Auf der Suche nach Hilfestellung bei der Medikamentenwahl
Der Anstoß zur Entwicklung der Geno2Pheno-Software kam Ende der 1990-er Jahre von den Forschern der Universität Köln. „Wir hatten erkannt, dass mit Einführung der Kombinationstherapie der Bedarf für ein Werkzeug gewachsen war, das Hilfestellung bei der Medikamentenwahl gibt“, erinnert sich Rolf Kaiser, Virologe an der Kölner Uni. Die Forscher nahmen Kontakt zu den Bioinformatikern Niko Beerenwinkel und Joachim Selbig aus der Arbeitsgruppe von Thomas Lengauer auf, die sich damals noch am GMD-Forschungszentrum in Sankt Augustin befand und später zum Saarbrücker Max-Planck-Institut wechselte.

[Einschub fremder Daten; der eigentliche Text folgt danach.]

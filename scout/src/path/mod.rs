//! Path normalization helpers.
//!
//! Search directories and best-effort fallback paths are normalized to
//! absolute form: tilde expanded, made absolute against the current
//! directory, with `.` and `..` components resolved. Symlinks are never
//! followed; existence is checked separately by the resolver.

pub mod normalize;

#[cfg(all(test, feature = "property-tests"))]
mod proptests;

pub use normalize::normalize;
//! Neo4j backend.
//!
//! Each plan runs inside one explicit write transaction. Every step is a
//! parameterized `MERGE`, so re-running a record never duplicates nodes or
//! relationships.

use super::GraphStore;
use crate::error::{Step, StoreError, UpsertError};
use crate::mapper::{Upsert, UpsertPlan};
use neo4rs::{Graph, Query, query};
use serde::{Deserialize, Serialize};
use std::fmt;
use tracing::{debug, info, warn};

pub const MERGE_HOST: &str = "
MERGE (h:Host {url: $url})
SET h.input = $input,
    h.port = $port,
    h.title = $title,
    h.scheme = $scheme,
    h.webserver = $webserver,
    h.status = $status,
    h.words = $words,
    h.lines = $lines";

pub const MERGE_RESOLVES_TO: &str = "
MERGE (h:Host {url: $url})
MERGE (i:IP {address: $ip})
MERGE (h)-[:RESOLVES_TO]->(i)";

pub const MERGE_USES: &str = "
MERGE (h:Host {url: $url})
MERGE (t:Tech {name: $tech})
MERGE (h)-[:USES]->(t)";

pub const MERGE_BELONGS_TO: &str = "
MERGE (h:Host {url: $url})
MERGE (a:ASN {number: $as_number})
SET a.name = $as_name, a.country = $as_country
MERGE (h)-[:BELONGS_TO]->(a)";

/// Where and as whom to connect.
#[derive(Clone, PartialEq, Eq, Serialize, Deserialize)]
pub struct ConnectionConfig {
    pub uri: String,
    pub username: String,
    pub password: String,
}

impl Default for ConnectionConfig {
    fn default() -> Self {
        Self {
            uri: "neo4j://localhost:7687".to_string(),
            username: "neo4j".to_string(),
            password: "neo4jpass".to_string(),
        }
    }
}

impl fmt::Debug for ConnectionConfig {
    fn fmt(&self, f: &mut fmt::Formatter<'_>) -> fmt::Result {
        f.debug_struct("ConnectionConfig")
            .field("uri", &self.uri)
            .field("username", &self.username)
            .field("password", &"<redacted>")
            .finish()
    }
}

/// Cypher statement text for a step.
pub fn statement(op: &Upsert) -> &'static str {
    match op {
        Upsert::Host { .. } => MERGE_HOST,
        Upsert::ResolvesTo { .. } => MERGE_RESOLVES_TO,
        Upsert::Uses { .. } => MERGE_USES,
        Upsert::BelongsTo { .. } => MERGE_BELONGS_TO,
    }
}

fn to_query(op: &Upsert) -> Query {
    let q = query(statement(op)).param("url", op.url());
    match op {
        Upsert::Host { props, .. } => q
            .param("input", props.input.as_str())
            .param("port", props.port.as_str())
            .param("title", props.title.as_str())
            .param("scheme", props.scheme.as_str())
            .param("webserver", props.webserver.as_str())
            .param("status", props.status)
            .param("words", props.words)
            .param("lines", props.lines),
        Upsert::ResolvesTo { address, .. } => q.param("ip", address.as_str()),
        Upsert::Uses { tech, .. } => q.param("tech", tech.as_str()),
        Upsert::BelongsTo { asn, .. } => q
            .param("as_number", asn.number.as_str())
            .param("as_name", asn.name.as_str())
            .param("as_country", asn.country.as_str()),
    }
}

pub struct Neo4jStore {
    graph: Graph,
}

impl Neo4jStore {
    /// Open a connection and verify it with a trivial query.
    pub async fn connect(config: &ConnectionConfig) -> Result<Self, StoreError> {
        let graph = Graph::new(
            config.uri.as_str(),
            config.username.as_str(),
            config.password.as_str(),
        )
        .await?;
        graph.run(query("RETURN 1")).await?;
        info!(uri = %config.uri, user = %config.username, "connected to Neo4j");
        Ok(Self { graph })
    }

    pub async fn host_exists(&self, url: &str) -> Result<bool, StoreError> {
        let q = query("MATCH (h:Host {url: $url}) RETURN h.url LIMIT 1").param("url", url);
        let mut stream = self.graph.execute(q).await?;
        Ok(stream.next().await?.is_some())
    }
}

impl GraphStore for Neo4jStore {
    async fn apply(&mut self, plan: &UpsertPlan) -> Result<(), UpsertError> {
        let url = plan.url();
        let mut txn = self
            .graph
            .start_txn()
            .await
            .map_err(|e| UpsertError::new(url, Step::Begin, e))?;

        for op in plan.ops() {
            let outcome = match op.check_keys() {
                Ok(()) => txn.run(to_query(op)).await.map_err(StoreError::from),
                Err(e) => Err(e),
            };
            if let Err(source) = outcome {
                if let Err(e) = txn.rollback().await {
                    warn!(url, error = %e, "rollback failed");
                }
                return Err(UpsertError::new(url, op.step(), source));
            }
        }

        txn.commit()
            .await
            .map_err(|e| UpsertError::new(url, Step::Commit, e))?;
        debug!(url, steps = plan.len(), "committed upsert plan");
        Ok(())
    }
}
use std::fmt;

#[derive(Debug, Clone, Copy, PartialEq, Eq, Hash)]
pub enum NodeLabel {
    Host,
    Ip,
    Tech,
    Asn,
}

impl NodeLabel {
    /// The label as written in Cypher.
    pub fn as_str(&self) -> &'static str {
        match self {
            NodeLabel::Host => "Host",
            NodeLabel::Ip => "IP",
            NodeLabel::Tech => "Tech",
            NodeLabel::Asn => "ASN",
        }
    }
}

impl fmt::Display for NodeLabel {
    fn fmt(&self, f: &mut fmt::Formatter<'_>) -> fmt::Result {
        f.write_str(self.as_str())
    }
}

#[derive(Debug, Clone, Copy, PartialEq, Eq, Hash)]
pub enum RelType {
    ResolvesTo, // Host -> IP
    Uses,       // Host -> Tech
    BelongsTo,  // Host -> ASN
}

impl RelType {
    pub fn as_str(&self) -> &'static str {
        match self {
            RelType::ResolvesTo => "RESOLVES_TO",
            RelType::Uses => "USES",
            RelType::BelongsTo => "BELONGS_TO",
        }
    }
}

impl fmt::Display for RelType {
    fn fmt(&self, f: &mut fmt::Formatter<'_>) -> fmt::Result {
        f.write_str(self.as_str())
    }
}

/// Scalar attributes of a `Host` node. Overwritten wholesale on every upsert.
#[derive(Debug, Clone, Default, PartialEq, Eq)]
pub struct HostProps {
    pub input: String,
    pub port: String,
    pub title: String,
    pub scheme: String,
    pub webserver: String,
    pub status: i64,
    pub words: i64,
    pub lines: i64,
}

/// Identity and attributes of an `ASN` node.
#[derive(Debug, Clone, Default, PartialEq, Eq)]
pub struct AsnProps {
    pub number: String,
    pub name: String,
    pub country: String,
}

Beerenwinkel, der die Ergebnisse der Kölner und auch der Kooperationspartner aus Erlangen, die Arevir-Daten, in eine statistische Form goss, wurde für seine Entwicklung und die weiterführende Arbeit zum Thema HIV-Resistenz mit der Otto-Hahn-Medaille geehrt, dem wichtigsten Preis für Nachwuchswissenschaftler der Max-Planck-Gesellschaft. Inzwischen ist Beerenwinkel von Saarbrücken an die University of California in Berkeley gewechselt.